▶ **To do**
Output range, inclusive: from the line containing "for raw in &args.filters" to the line containing "as the editor". Restate those lines from the data below word for word and only those.

▶ **Stored data**
____________

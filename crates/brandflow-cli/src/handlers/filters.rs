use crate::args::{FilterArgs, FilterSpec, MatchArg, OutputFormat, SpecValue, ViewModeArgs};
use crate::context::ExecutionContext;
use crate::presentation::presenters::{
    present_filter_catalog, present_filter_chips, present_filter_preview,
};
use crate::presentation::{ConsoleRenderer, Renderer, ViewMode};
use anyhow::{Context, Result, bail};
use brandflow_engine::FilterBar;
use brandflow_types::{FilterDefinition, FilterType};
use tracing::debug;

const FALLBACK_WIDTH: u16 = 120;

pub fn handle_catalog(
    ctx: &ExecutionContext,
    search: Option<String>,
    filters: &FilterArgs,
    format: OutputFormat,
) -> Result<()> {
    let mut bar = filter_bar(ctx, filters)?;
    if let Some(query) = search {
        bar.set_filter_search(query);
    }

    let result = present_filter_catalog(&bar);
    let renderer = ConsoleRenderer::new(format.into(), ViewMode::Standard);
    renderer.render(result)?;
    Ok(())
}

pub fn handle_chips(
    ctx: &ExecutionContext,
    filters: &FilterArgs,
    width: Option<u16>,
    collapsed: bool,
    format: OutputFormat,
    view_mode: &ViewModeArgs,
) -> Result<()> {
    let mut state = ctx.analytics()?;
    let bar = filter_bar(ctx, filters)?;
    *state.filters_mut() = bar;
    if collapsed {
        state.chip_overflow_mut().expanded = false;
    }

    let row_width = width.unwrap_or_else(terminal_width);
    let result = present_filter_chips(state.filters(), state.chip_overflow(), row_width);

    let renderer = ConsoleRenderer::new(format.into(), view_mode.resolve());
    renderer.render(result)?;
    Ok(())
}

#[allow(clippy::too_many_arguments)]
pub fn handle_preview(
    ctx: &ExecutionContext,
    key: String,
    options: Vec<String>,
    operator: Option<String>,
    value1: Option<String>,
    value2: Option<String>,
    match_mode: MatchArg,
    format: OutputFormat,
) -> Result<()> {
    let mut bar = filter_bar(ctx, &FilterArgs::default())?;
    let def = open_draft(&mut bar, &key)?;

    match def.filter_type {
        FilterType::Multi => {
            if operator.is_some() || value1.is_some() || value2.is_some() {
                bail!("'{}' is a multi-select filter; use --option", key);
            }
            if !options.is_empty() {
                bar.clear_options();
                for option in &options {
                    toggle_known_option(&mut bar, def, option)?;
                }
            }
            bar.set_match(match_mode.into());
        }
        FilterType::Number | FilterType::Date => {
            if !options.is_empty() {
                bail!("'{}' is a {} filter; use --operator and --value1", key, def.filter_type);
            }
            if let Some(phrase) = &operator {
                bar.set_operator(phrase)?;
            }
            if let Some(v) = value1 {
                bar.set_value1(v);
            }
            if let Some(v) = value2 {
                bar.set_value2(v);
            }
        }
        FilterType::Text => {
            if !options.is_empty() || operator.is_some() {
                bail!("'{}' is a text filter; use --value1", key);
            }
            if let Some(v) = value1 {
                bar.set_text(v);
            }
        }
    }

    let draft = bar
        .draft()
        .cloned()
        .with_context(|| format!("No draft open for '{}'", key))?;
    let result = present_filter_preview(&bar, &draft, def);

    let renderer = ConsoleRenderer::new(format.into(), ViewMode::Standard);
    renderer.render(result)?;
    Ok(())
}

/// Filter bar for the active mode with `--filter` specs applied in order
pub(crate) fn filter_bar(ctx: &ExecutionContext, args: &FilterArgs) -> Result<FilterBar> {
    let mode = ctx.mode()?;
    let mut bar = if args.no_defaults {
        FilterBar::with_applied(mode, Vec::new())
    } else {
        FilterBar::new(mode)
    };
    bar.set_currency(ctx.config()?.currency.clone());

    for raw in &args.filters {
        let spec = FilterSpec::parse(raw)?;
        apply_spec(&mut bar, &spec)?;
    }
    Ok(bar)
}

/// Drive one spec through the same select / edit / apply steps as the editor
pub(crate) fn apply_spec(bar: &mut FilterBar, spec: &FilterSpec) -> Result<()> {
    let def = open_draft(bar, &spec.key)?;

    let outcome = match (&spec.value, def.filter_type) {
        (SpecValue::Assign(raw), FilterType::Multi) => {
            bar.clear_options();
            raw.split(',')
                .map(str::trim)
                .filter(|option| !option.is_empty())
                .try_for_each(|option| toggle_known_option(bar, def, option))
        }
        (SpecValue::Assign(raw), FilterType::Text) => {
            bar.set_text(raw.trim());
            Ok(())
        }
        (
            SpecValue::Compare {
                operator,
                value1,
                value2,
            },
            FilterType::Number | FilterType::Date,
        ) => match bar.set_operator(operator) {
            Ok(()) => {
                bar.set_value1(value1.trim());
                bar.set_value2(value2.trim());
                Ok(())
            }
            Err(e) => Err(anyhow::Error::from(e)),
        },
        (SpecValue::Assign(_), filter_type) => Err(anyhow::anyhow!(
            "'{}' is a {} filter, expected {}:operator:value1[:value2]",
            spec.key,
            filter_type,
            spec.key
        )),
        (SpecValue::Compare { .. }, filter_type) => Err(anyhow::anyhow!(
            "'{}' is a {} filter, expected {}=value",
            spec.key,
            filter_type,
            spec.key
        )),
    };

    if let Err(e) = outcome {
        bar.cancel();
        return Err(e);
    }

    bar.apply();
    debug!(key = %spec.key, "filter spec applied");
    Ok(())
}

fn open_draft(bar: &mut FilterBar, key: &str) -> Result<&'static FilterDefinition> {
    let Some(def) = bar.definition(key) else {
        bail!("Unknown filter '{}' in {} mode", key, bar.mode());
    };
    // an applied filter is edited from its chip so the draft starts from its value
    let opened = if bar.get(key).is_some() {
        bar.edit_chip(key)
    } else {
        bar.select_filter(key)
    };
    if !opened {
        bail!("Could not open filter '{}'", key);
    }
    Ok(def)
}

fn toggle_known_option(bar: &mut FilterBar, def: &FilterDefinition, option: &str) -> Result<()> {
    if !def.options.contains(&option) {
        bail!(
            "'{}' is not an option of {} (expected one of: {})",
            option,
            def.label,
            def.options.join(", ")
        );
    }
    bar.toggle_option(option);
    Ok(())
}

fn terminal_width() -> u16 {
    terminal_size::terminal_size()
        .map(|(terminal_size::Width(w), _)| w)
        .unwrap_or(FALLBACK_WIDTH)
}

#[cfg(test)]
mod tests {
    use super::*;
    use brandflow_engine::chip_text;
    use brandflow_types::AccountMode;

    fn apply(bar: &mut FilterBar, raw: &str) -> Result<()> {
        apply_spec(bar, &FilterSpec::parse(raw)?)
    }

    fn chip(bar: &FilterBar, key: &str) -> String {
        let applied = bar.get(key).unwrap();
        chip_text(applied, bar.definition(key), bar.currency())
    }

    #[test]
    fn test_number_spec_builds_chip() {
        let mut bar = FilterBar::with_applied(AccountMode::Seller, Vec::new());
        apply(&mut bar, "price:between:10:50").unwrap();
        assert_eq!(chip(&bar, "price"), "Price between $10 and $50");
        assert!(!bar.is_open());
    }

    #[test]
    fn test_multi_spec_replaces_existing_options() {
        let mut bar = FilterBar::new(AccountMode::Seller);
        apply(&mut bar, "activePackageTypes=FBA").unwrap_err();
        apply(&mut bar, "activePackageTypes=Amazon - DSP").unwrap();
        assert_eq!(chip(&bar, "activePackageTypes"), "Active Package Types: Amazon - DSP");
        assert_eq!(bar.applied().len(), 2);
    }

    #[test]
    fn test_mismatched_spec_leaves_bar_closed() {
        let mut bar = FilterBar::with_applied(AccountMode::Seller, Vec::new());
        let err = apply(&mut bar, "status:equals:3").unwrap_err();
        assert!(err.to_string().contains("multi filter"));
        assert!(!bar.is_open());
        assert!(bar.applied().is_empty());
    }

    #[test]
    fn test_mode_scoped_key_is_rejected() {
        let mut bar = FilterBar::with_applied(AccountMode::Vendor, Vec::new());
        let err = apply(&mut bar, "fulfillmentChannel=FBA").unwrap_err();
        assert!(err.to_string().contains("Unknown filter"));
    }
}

____________

▶ **Response below**
    for raw in &args.filters {
        let spec = FilterSpec::parse(raw)?;
        apply_spec(&mut bar, &spec)?;
    }
    Ok(bar)
}

/// Drive one spec through the same select / edit / apply steps as the editor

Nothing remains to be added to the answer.